Aim of the exercise: Copy the first line of the material below and every later line through the line containing "impl ImportResolver for MemoryImporter", without any other output.

Data to examine:

//! Test utilities and mocks for zb unit tests.
//!
//! [`MemoryImporter`] is an in-memory import service that counts how often
//! it is asked to import, which is how the memoization tests observe that
//! work happens only once. [`PackageFixture`] and [`Sandbox`] build packages
//! whose sources actually exist on disk, for fingerprint and expansion tests.
//!
//! # Example
//!
//! ```rust,ignore
//! use zb::test_support::{PackageFixture, Sandbox};
//!
//! #[test]
//! fn test_example() {
//!     let sandbox = Sandbox::new();
//!     sandbox.add(PackageFixture::new("example.com/a").source("a.go", "package a\n"));
//!
//!     let ctx = sandbox.context();
//!     let a = sandbox.resolve(&ctx, "example.com/a");
//!     // ...
//! }
//! ```

pub mod fixtures;

use std::collections::HashMap;
use std::path::{Path, PathBuf};
use std::sync::atomic::{AtomicUsize, Ordering};
use std::sync::Mutex;
use std::thread;
use std::time::Duration;

use crate::core::PackageMetadata;
use crate::resolver::ResolveError;
use crate::sources::ImportResolver;

pub use fixtures::*;

/// In-memory import service.
#[derive(Debug, Default)]
pub struct MemoryImporter {
    packages: Mutex<HashMap<String, PackageMetadata>>,
    src_dirs: Mutex<HashMap<String, PathBuf>>,
    delays: Mutex<HashMap<String, Duration>>,
    calls: AtomicUsize,
}

impl MemoryImporter {
    /// Create an empty importer.
    pub fn new() -> Self {
        MemoryImporter::default()
    }

    /// Register a package under its import path, replacing any earlier one.
    pub fn add(&self, meta: PackageMetadata) {
        self.packages
            .lock()
            .unwrap()
            .insert(meta.import_path.clone(), meta);
    }

    /// Make every import of `import_path` sleep first, to widen races.
    pub fn delay(&self, import_path: &str, delay: Duration) {
        self.delays
            .lock()
            .unwrap()
            .insert(import_path.to_string(), delay);
    }

    /// Number of `import` calls made so far.
    pub fn calls(&self) -> usize {
        self.calls.load(Ordering::SeqCst)
    }

    /// The source directory of the most recent import of `import_path`.
    pub fn last_src_dir(&self, import_path: &str) -> Option<PathBuf> {
        self.src_dirs.lock().unwrap().get(import_path).cloned()
    }
}

impl ImportResolver for MemoryImporter {
    fn import(&self, import_path: &str, src_dir: &Path) -> Result<PackageMetadata, ResolveError> {
        self.calls.fetch_add(1, Ordering::SeqCst);
        self.src_dirs
            .lock()
            .unwrap()
            .insert(import_path.to_string(), src_dir.to_path_buf());

        let delay = self.delays.lock().unwrap().get(import_path).copied();
        if let Some(delay) = delay {
            thread::sleep(delay);
        }

        self.packages
            .lock()
            .unwrap()
            .get(import_path)
            .cloned()
            .ok_or_else(|| ResolveError::NotFound {
                import_path: import_path.to_string(),
                src_dir: src_dir.to_path_buf(),
                searched: Vec::new(),
            })
    }

    fn normalize(&self, import_path: &str) -> String {
        import_path.trim_end_matches('/').to_string()
    }
}
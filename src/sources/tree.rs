//! Source tree - packages laid out as `<root>/<import path>` directories.
//!
//! [`SourceTree`] is the filesystem import service. An import is looked up
//! in the vendor directories visible from the importing package, then in
//! each source root, then in the standard library root. Files excluded by
//! build constraints for the tree's [`BuildTags`] are not part of a package.

use std::collections::BTreeSet;
use std::fs;
use std::path::{Path, PathBuf};

use crate::core::package::CGO_IMPORT;
use crate::core::PackageMetadata;
use crate::resolver::ResolveError;
use crate::sources::constraint::BuildTags;
use crate::sources::scan;
use crate::sources::source::{ImportResolver, PathMapper};
use crate::util::fs::{list_source_files, slash_relative};

/// Directory holding generate markers under a source root.
const GENERATE_MARKER_DIR: &str = ".zb/generate";

/// Filesystem import service and output layout.
#[derive(Debug, Clone, Default)]
pub struct SourceTree {
    roots: Vec<PathBuf>,
    std_root: Option<PathBuf>,
    project_import_path: Option<String>,
    tags: BuildTags,
}

/// A directory an import path may live in.
#[derive(Debug)]
struct Candidate {
    dir: PathBuf,
    root: PathBuf,
    standard: bool,
}

impl SourceTree {
    /// Create a source tree over the given roots, searched in order.
    pub fn new(roots: Vec<PathBuf>) -> Self {
        SourceTree {
            roots,
            ..Default::default()
        }
    }

    /// Set the standard library root.
    pub fn with_std_root(mut self, dir: impl Into<PathBuf>) -> Self {
        self.std_root = Some(dir.into());
        self
    }

    /// Set the import path relative imports are resolved against.
    pub fn with_project_import_path(mut self, import_path: impl Into<String>) -> Self {
        self.project_import_path = Some(import_path.into());
        self
    }

    /// Set the target files are selected for; the host by default.
    pub fn with_build_tags(mut self, tags: BuildTags) -> Self {
        self.tags = tags;
        self
    }

    pub fn build_tags(&self) -> &BuildTags {
        &self.tags
    }

    pub fn roots(&self) -> &[PathBuf] {
        &self.roots
    }

    pub fn std_root(&self) -> Option<&Path> {
        self.std_root.as_deref()
    }

    /// The source root `dir` lives under, if any.
    fn containing_root(&self, dir: &Path) -> Option<&Path> {
        self.roots
            .iter()
            .chain(self.std_root.iter())
            .find(|root| dir.starts_with(root))
            .map(PathBuf::as_path)
    }

    fn candidates(&self, import_path: &str, src_dir: &Path) -> Vec<Candidate> {
        let mut candidates = Vec::new();

        if let Some(root) = self.roots.iter().find(|root| src_dir.starts_with(root)) {
            for dir in src_dir.ancestors().take_while(|dir| dir.starts_with(root)) {
                candidates.push(Candidate {
                    dir: join_import_path(&dir.join("vendor"), import_path),
                    root: root.clone(),
                    standard: false,
                });
            }
        }

        for root in &self.roots {
            candidates.push(Candidate {
                dir: join_import_path(root, import_path),
                root: root.clone(),
                standard: false,
            });
        }

        if let Some(root) = &self.std_root {
            candidates.push(Candidate {
                dir: join_import_path(root, import_path),
                root: root.clone(),
                standard: true,
            });
        }

        candidates
    }

    fn root_of(&self, meta: &PackageMetadata) -> PathBuf {
        meta.root
            .clone()
            .or_else(|| self.containing_root(&meta.dir).map(Path::to_path_buf))
            .unwrap_or_else(|| meta.dir.clone())
    }
}

impl ImportResolver for SourceTree {
    fn import(&self, import_path: &str, src_dir: &Path) -> Result<PackageMetadata, ResolveError> {
        let import_path = self.normalize(import_path);
        let mut searched = Vec::new();

        for candidate in self.candidates(&import_path, src_dir) {
            if !candidate.dir.is_dir() {
                searched.push(candidate.dir);
                continue;
            }

            let resolved = if candidate.standard {
                import_path.clone()
            } else {
                slash_relative(&candidate.root, &candidate.dir).unwrap_or(import_path)
            };
            tracing::trace!("found {} in {}", resolved, candidate.dir.display());

            return load_package(resolved, candidate, &self.tags);
        }

        Err(ResolveError::NotFound {
            import_path,
            src_dir: src_dir.to_path_buf(),
            searched,
        })
    }

    fn normalize(&self, import_path: &str) -> String {
        let trimmed = import_path.trim_end_matches('/');
        let Some(base) = self.project_import_path.as_deref().filter(|_| is_relative(trimmed))
        else {
            return trimmed.to_string();
        };

        let mut parts: Vec<&str> = base.split('/').filter(|p| !p.is_empty()).collect();
        for part in trimmed.split('/') {
            match part {
                "" | "." => {}
                ".." => {
                    parts.pop();
                }
                part => parts.push(part),
            }
        }
        parts.join("/")
    }
}

impl PathMapper for SourceTree {
    fn dir_to_import_path(&self, dir: &Path) -> String {
        self.containing_root(dir)
            .and_then(|root| slash_relative(root, dir))
            .unwrap_or_else(|| dir.to_string_lossy().into_owned())
    }

    fn install_path(&self, pkg: &PackageMetadata) -> PathBuf {
        let root = self.root_of(pkg);
        if pkg.is_command() {
            root.join("bin").join(pkg.base_name())
        } else {
            join_import_path(&root.join("pkg"), &format!("{}.a", pkg.import_path))
        }
    }

    fn build_path(&self, project_dir: &Path, pkg: &PackageMetadata) -> PathBuf {
        project_dir.join("bin").join(pkg.base_name())
    }

    fn generate_marker_path(&self, pkg: &PackageMetadata, file: &str) -> PathBuf {
        let root = self.root_of(pkg);
        join_import_path(&root.join(GENERATE_MARKER_DIR), &pkg.import_path)
            .join(format!("{file}.stamp"))
    }
}

fn is_relative(import_path: &str) -> bool {
    import_path == "."
        || import_path == ".."
        || import_path.starts_with("./")
        || import_path.starts_with("../")
}

fn join_import_path(base: &Path, import_path: &str) -> PathBuf {
    let mut path = base.to_path_buf();
    path.extend(import_path.split('/').filter(|p| !p.is_empty()));
    path
}

/// Read and classify the files of one package directory.
fn load_package(
    import_path: String,
    candidate: Candidate,
    tags: &BuildTags,
) -> Result<PackageMetadata, ResolveError> {
    let dir = candidate.dir;
    let invalid = |message: String| ResolveError::Invalid {
        import_path: import_path.clone(),
        dir: dir.clone(),
        message,
    };

    let names = list_source_files(&dir).map_err(|e| invalid(e.to_string()))?;

    let mut meta = PackageMetadata::default();
    let mut imports = BTreeSet::new();
    let mut test_imports = BTreeSet::new();
    let mut xtest_imports = BTreeSet::new();
    let mut clauses = BTreeSet::new();
    let mut test_clause = None;

    for name in names {
        let Some((stem, ext)) = name.rsplit_once('.') else {
            continue;
        };
        if !tags.matches_file_name(&name) {
            tracing::trace!("{}: excluded for {}/{}", name, tags.goos(), tags.goarch());
            continue;
        }
        let files = &mut meta.files;

        match ext {
            "go" => {
                let src = fs::read_to_string(dir.join(&name))
                    .map_err(|e| invalid(format!("{name}: {e}")))?;
                if !tags.matches_source(&src).map_err(|e| invalid(format!("{name}: {e}")))? {
                    tracing::trace!("{}: excluded by build constraint", name);
                    continue;
                }
                let clause = scan::package_clause(&src)
                    .ok_or_else(|| invalid(format!("{name}: missing package clause")))?
                    .to_string();
                let file_imports = scan::scan_imports(&src);

                if stem.ends_with("_test") {
                    if clause.ends_with("_test") {
                        xtest_imports.extend(file_imports);
                        files.xtest_sources.push(name);
                    } else {
                        test_imports.extend(file_imports);
                        files.test_sources.push(name);
                    }
                    test_clause.get_or_insert(clause);
                } else {
                    if file_imports.contains(CGO_IMPORT) {
                        files.cgo_sources.push(name);
                    } else {
                        files.sources.push(name);
                    }
                    imports.extend(file_imports);
                    clauses.insert(clause);
                }
            }
            "c" => files.c_sources.push(name),
            "cc" | "cpp" | "cxx" => files.cxx_sources.push(name),
            "m" => files.objc_sources.push(name),
            "h" | "hh" | "hpp" | "hxx" => files.headers.push(name),
            "s" | "S" => files.asm_sources.push(name),
            "swig" => files.swig_sources.push(name),
            "swigcxx" => files.swig_cxx_sources.push(name),
            "syso" => files.object_files.push(name),
            _ => {}
        }
    }

    if clauses.len() > 1 {
        let found: Vec<_> = clauses.into_iter().collect();
        return Err(invalid(format!(
            "found packages {} in {}",
            found.join(", "),
            dir.display()
        )));
    }

    let name = match clauses.into_iter().next().or(test_clause) {
        Some(name) => name.trim_end_matches("_test").to_string(),
        None => return Err(invalid("no source files".to_string())),
    };

    Ok(PackageMetadata {
        name,
        root: Some(candidate.root),
        standard: candidate.standard,
        imports: imports.into_iter().collect(),
        test_imports: test_imports.into_iter().collect(),
        xtest_imports: xtest_imports.into_iter().collect(),
        dir,
        import_path,
        ..meta
    })
}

Task answer:
//! Test utilities and mocks for zb unit tests.
//!
//! [`MemoryImporter`] is an in-memory import service that counts how often
//! it is asked to import, which is how the memoization tests observe that
//! work happens only once. [`PackageFixture`] and [`Sandbox`] build packages
//! whose sources actually exist on disk, for fingerprint and expansion tests.
//!
//! # Example
//!
//! ```rust,ignore
//! use zb::test_support::{PackageFixture, Sandbox};
//!
//! #[test]
//! fn test_example() {
//!     let sandbox = Sandbox::new();
//!     sandbox.add(PackageFixture::new("example.com/a").source("a.go", "package a\n"));
//!
//!     let ctx = sandbox.context();
//!     let a = sandbox.resolve(&ctx, "example.com/a");
//!     // ...
//! }
//! ```

pub mod fixtures;

use std::collections::HashMap;
use std::path::{Path, PathBuf};
use std::sync::atomic::{AtomicUsize, Ordering};
use std::sync::Mutex;
use std::thread;
use std::time::Duration;

use crate::core::PackageMetadata;
use crate::resolver::ResolveError;
use crate::sources::ImportResolver;

pub use fixtures::*;

/// In-memory import service.
#[derive(Debug, Default)]
pub struct MemoryImporter {
    packages: Mutex<HashMap<String, PackageMetadata>>,
    src_dirs: Mutex<HashMap<String, PathBuf>>,
    delays: Mutex<HashMap<String, Duration>>,
    calls: AtomicUsize,
}

impl MemoryImporter {
    /// Create an empty importer.
    pub fn new() -> Self {
        MemoryImporter::default()
    }

    /// Register a package under its import path, replacing any earlier one.
    pub fn add(&self, meta: PackageMetadata) {
        self.packages
            .lock()
            .unwrap()
            .insert(meta.import_path.clone(), meta);
    }

    /// Make every import of `import_path` sleep first, to widen races.
    pub fn delay(&self, import_path: &str, delay: Duration) {
        self.delays
            .lock()
            .unwrap()
            .insert(import_path.to_string(), delay);
    }

    /// Number of `import` calls made so far.
    pub fn calls(&self) -> usize {
        self.calls.load(Ordering::SeqCst)
    }

    /// The source directory of the most recent import of `import_path`.
    pub fn last_src_dir(&self, import_path: &str) -> Option<PathBuf> {
        self.src_dirs.lock().unwrap().get(import_path).cloned()
    }
}

impl ImportResolver for MemoryImporter {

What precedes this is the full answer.